__TASK DESCRIPTION__
Please write out all of the entries exactly as they appear.

__INFORMATION SHOWN__
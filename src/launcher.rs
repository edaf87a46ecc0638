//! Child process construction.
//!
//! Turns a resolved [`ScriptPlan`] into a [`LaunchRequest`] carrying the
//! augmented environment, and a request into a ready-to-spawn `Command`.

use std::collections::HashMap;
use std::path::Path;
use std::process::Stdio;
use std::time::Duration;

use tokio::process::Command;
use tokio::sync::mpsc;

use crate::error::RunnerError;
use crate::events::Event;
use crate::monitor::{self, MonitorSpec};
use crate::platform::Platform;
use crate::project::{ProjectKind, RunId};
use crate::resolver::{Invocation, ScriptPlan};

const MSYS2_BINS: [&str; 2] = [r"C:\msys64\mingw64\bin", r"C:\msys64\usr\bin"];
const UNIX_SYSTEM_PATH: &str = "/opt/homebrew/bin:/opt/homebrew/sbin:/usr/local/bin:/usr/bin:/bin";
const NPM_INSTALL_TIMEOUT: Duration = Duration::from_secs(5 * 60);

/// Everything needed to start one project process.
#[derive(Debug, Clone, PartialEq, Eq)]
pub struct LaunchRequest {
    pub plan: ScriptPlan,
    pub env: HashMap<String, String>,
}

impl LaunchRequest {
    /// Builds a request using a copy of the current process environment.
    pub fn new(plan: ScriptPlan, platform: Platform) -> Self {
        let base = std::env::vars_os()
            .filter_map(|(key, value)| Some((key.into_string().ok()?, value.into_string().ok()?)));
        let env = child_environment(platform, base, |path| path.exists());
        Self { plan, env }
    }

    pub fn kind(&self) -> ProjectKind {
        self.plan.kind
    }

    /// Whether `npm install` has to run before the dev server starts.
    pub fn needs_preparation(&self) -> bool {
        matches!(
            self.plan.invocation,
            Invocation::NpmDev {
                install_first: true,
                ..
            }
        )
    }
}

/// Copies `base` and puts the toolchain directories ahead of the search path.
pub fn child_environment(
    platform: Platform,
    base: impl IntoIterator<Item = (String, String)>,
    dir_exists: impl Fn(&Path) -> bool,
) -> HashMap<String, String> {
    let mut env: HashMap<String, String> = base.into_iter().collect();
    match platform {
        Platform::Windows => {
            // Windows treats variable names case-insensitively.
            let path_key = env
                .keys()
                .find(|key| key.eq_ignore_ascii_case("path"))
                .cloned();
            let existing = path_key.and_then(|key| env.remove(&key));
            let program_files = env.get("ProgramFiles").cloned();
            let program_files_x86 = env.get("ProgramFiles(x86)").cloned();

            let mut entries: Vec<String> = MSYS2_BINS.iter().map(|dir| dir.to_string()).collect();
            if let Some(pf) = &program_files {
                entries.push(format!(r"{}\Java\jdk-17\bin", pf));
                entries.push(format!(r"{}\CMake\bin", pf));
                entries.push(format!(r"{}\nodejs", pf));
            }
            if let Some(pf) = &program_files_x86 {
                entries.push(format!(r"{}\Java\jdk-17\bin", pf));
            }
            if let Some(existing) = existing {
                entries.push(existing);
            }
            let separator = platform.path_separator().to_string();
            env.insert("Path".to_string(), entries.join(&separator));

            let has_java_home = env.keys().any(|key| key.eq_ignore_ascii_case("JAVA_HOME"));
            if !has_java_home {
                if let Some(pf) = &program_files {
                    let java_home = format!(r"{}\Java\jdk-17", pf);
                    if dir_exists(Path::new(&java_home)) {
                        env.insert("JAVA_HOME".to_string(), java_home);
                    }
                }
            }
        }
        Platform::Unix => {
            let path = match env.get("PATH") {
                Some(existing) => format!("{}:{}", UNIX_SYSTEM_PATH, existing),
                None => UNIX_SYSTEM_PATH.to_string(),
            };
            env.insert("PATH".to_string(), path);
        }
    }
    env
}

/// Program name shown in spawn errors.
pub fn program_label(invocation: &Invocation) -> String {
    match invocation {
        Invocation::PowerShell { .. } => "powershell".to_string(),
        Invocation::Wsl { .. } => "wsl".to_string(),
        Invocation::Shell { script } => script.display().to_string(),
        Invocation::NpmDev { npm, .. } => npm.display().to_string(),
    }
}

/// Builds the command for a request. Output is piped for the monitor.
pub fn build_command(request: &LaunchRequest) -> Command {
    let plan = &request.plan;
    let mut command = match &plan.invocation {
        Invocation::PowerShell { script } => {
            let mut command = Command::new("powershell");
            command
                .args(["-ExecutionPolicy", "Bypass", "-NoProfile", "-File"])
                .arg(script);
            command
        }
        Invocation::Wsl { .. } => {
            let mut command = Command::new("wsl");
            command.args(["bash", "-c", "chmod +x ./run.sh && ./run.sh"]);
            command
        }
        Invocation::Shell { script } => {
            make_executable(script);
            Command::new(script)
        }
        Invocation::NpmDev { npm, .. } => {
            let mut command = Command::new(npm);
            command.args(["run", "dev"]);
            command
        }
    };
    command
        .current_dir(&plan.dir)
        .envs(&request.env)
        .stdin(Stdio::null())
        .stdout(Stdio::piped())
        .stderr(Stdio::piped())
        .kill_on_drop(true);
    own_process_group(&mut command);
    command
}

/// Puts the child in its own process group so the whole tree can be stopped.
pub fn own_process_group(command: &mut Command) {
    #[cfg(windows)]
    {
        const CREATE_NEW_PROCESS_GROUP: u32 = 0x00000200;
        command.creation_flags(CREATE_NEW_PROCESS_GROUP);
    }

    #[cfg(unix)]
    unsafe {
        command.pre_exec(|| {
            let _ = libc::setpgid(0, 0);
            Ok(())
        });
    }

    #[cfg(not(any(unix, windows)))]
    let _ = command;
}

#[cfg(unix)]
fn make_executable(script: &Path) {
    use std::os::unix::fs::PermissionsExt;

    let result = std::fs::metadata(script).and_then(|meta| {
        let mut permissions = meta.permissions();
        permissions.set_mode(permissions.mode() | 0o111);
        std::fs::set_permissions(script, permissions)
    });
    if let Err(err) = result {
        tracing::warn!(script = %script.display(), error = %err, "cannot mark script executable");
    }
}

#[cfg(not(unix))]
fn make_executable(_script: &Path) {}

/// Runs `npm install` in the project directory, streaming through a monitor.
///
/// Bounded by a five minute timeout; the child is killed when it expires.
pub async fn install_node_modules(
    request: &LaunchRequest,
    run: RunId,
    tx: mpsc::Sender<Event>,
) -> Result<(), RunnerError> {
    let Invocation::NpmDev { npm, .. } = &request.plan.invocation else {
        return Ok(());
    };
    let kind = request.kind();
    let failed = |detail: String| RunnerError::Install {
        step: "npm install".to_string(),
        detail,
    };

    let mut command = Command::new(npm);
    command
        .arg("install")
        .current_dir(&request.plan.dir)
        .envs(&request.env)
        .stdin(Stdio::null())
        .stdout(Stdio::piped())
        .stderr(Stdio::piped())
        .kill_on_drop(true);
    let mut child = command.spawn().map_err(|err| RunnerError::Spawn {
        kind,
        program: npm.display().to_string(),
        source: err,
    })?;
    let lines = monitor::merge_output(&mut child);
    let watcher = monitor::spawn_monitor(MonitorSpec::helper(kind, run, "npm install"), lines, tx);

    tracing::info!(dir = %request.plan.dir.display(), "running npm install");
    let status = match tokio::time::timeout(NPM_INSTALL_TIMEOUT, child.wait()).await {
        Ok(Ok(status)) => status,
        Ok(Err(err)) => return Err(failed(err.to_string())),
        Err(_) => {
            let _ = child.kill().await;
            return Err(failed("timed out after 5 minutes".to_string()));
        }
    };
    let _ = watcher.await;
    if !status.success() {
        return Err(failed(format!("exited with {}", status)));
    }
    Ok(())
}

__ANSWER TO THIS TASK__
filename src/launcher.rs
repository edaf87a46ecc0638
//! Child process construction.
//!
//! Turns a resolved [`ScriptPlan`] into a [`LaunchRequest`] carrying the
//! augmented environment, and a request into a ready-to-spawn `Command`.

use std::collections::HashMap;
use std::path::Path;
use std::process::Stdio;
use std::time::Duration;

use tokio::process::Command;
use tokio::sync::mpsc;

use crate::error::RunnerError;
use crate::events::Event;
use crate::monitor::{self, MonitorSpec};
use crate::platform::Platform;
use crate::project::{ProjectKind, RunId};
use crate::resolver::{Invocation, ScriptPlan};

const MSYS2_BINS: [&str; 2] = [r"C:\msys64\mingw64\bin", r"C:\msys64\usr\bin"];
const UNIX_SYSTEM_PATH: &str = "/opt/homebrew/bin:/opt/homebrew/sbin:/usr/local/bin:/usr/bin:/bin";
const NPM_INSTALL_TIMEOUT: Duration = Duration::from_secs(5 * 60);

/// Everything needed to start one project process.
#[derive(Debug, Clone, PartialEq, Eq)]
pub struct LaunchRequest {
    pub plan: ScriptPlan,
    pub env: HashMap<String, String>,
}

impl LaunchRequest {
    /// Builds a request using a copy of the current process environment.
    pub fn new(plan: ScriptPlan, platform: Platform) -> Self {
        let base = std::env::vars_os()
            .filter_map(|(key, value)| Some((key.into_string().ok()?, value.into_string().ok()?)));
        let env = child_environment(platform, base, |path| path.exists());
        Self { plan, env }
    }

    pub fn kind(&self) -> ProjectKind {
        self.plan.kind
    }

    /// Whether `npm install` has to run before the dev server starts.
    pub fn needs_preparation(&self) -> bool {
        matches!(
            self.plan.invocation,
            Invocation::NpmDev {
                install_first: true,
                ..
            }
        )
    }
}

/// Copies `base` and puts the toolchain directories ahead of the search path.
pub fn child_environment(
    platform: Platform,
    base: impl IntoIterator<Item = (String, String)>,
    dir_exists: impl Fn(&Path) -> bool,
) -> HashMap<String, String> {
    let mut env: HashMap<String, String> = base.into_iter().collect();
    match platform {
        Platform::Windows => {
            // Windows treats variable names case-insensitively.
            let path_key = env
                .keys()
                .find(|key| key.eq_ignore_ascii_case("path"))
                .cloned();
            let existing = path_key.and_then(|key| env.remove(&key));
            let program_files = env.get("ProgramFiles").cloned();
            let program_files_x86 = env.get("ProgramFiles(x86)").cloned();

            let mut entries: Vec<String> = MSYS2_BINS.iter().map(|dir| dir.to_string()).collect();
            if let Some(pf) = &program_files {
                entries.push(format!(r"{}\Java\jdk-17\bin", pf));
                entries.push(format!(r"{}\CMake\bin", pf));
                entries.push(format!(r"{}\nodejs", pf));
            }
            if let Some(pf) = &program_files_x86 {
                entries.push(format!(r"{}\Java\jdk-17\bin", pf));
            }
            if let Some(existing) = existing {
                entries.push(existing);
            }
            let separator = platform.path_separator().to_string();
            env.insert("Path".to_string(), entries.join(&separator));

            let has_java_home = env.keys().any(|key| key.eq_ignore_ascii_case("JAVA_HOME"));
            if !has_java_home {
                if let Some(pf) = &program_files {
                    let java_home = format!(r"{}\Java\jdk-17", pf);
                    if dir_exists(Path::new(&java_home)) {
                        env.insert("JAVA_HOME".to_string(), java_home);
                    }
                }
            }
        }
        Platform::Unix => {
            let path = match env.get("PATH") {
                Some(existing) => format!("{}:{}", UNIX_SYSTEM_PATH, existing),
                None => UNIX_SYSTEM_PATH.to_string(),
            };
            env.insert("PATH".to_string(), path);
        }
    }
    env
}

/// Program name shown in spawn errors.
pub fn program_label(invocation: &Invocation) -> String {
    match invocation {
        Invocation::PowerShell { .. } => "powershell".to_string(),
        Invocation::Wsl { .. } => "wsl".to_string(),
        Invocation::Shell { script } => script.display().to_string(),
        Invocation::NpmDev { npm, .. } => npm.display().to_string(),
    }
}

/// Builds the command for a request. Output is piped for the monitor.
pub fn build_command(request: &LaunchRequest) -> Command {
    let plan = &request.plan;
    let mut command = match &plan.invocation {
        Invocation::PowerShell { script } => {
            let mut command = Command::new("powershell");
            command
                .args(["-ExecutionPolicy", "Bypass", "-NoProfile", "-File"])
                .arg(script);
            command
        }
        Invocation::Wsl { .. } => {
            let mut command = Command::new("wsl");
            command.args(["bash", "-c", "chmod +x ./run.sh && ./run.sh"]);
            command
        }
        Invocation::Shell { script } => {
            make_executable(script);
            Command::new(script)
        }
        Invocation::NpmDev { npm, .. } => {
            let mut command = Command::new(npm);
            command.args(["run", "dev"]);
            command
        }
    };
    command
        .current_dir(&plan.dir)
        .envs(&request.env)
        .stdin(Stdio::null())
        .stdout(Stdio::piped())
        .stderr(Stdio::piped())
        .kill_on_drop(true);
    own_process_group(&mut command);
    command
}

/// Puts the child in its own process group so the whole tree can be stopped.
pub fn own_process_group(command: &mut Command) {
    #[cfg(windows)]
    {
        const CREATE_NEW_PROCESS_GROUP: u32 = 0x00000200;
        command.creation_flags(CREATE_NEW_PROCESS_GROUP);
    }

    #[cfg(unix)]
    unsafe {
        command.pre_exec(|| {
            let _ = libc::setpgid(0, 0);
            Ok(())
        });
    }

    #[cfg(not(any(unix, windows)))]
    let _ = command;
}

#[cfg(unix)]
fn make_executable(script: &Path) {
    use std::os::unix::fs::PermissionsExt;

    let result = std::fs::metadata(script).and_then(|meta| {
        let mut permissions = meta.permissions();
        permissions.set_mode(permissions.mode() | 0o111);
        std::fs::set_permissions(script, permissions)
    });
    if let Err(err) = result {
        tracing::warn!(script = %script.display(), error = %err, "cannot mark script executable");
    }
}

#[cfg(not(unix))]
fn make_executable(_script: &Path) {}

/// Runs `npm install` in the project directory, streaming through a monitor.
///
/// Bounded by a five minute timeout; the child is killed when it expires.
pub async fn install_node_modules(
    request: &LaunchRequest,
    run: RunId,
    tx: mpsc::Sender<Event>,
) -> Result<(), RunnerError> {
    let Invocation::NpmDev { npm, .. } = &request.plan.invocation else {
        return Ok(());
    };
    let kind = request.kind();
    let failed = |detail: String| RunnerError::Install {
        step: "npm install".to_string(),
        detail,
    };

    let mut command = Command::new(npm);
    command
        .arg("install")
        .current_dir(&request.plan.dir)
        .envs(&request.env)
        .stdin(Stdio::null())
        .stdout(Stdio::piped())
        .stderr(Stdio::piped())
        .kill_on_drop(true);
    let mut child = command.spawn().map_err(|err| RunnerError::Spawn {
        kind,
        program: npm.display().to_string(),
        source: err,
    })?;
    let lines = monitor::merge_output(&mut child);
    let watcher = monitor::spawn_monitor(MonitorSpec::helper(kind, run, "npm install"), lines, tx);

    tracing::info!(dir = %request.plan.dir.display(), "running npm install");
    let status = match tokio::time::timeout(NPM_INSTALL_TIMEOUT, child.wait()).await {
        Ok(Ok(status)) => status,
        Ok(Err(err)) => return Err(failed(err.to_string())),
        Err(_) => {
            let _ = child.kill().await;
            return Err(failed("timed out after 5 minutes".to_string()));
        }
    };
    let _ = watcher.await;
    if !status.success() {
        return Err(failed(format!("exited with {}", status)));
    }
    Ok(())
}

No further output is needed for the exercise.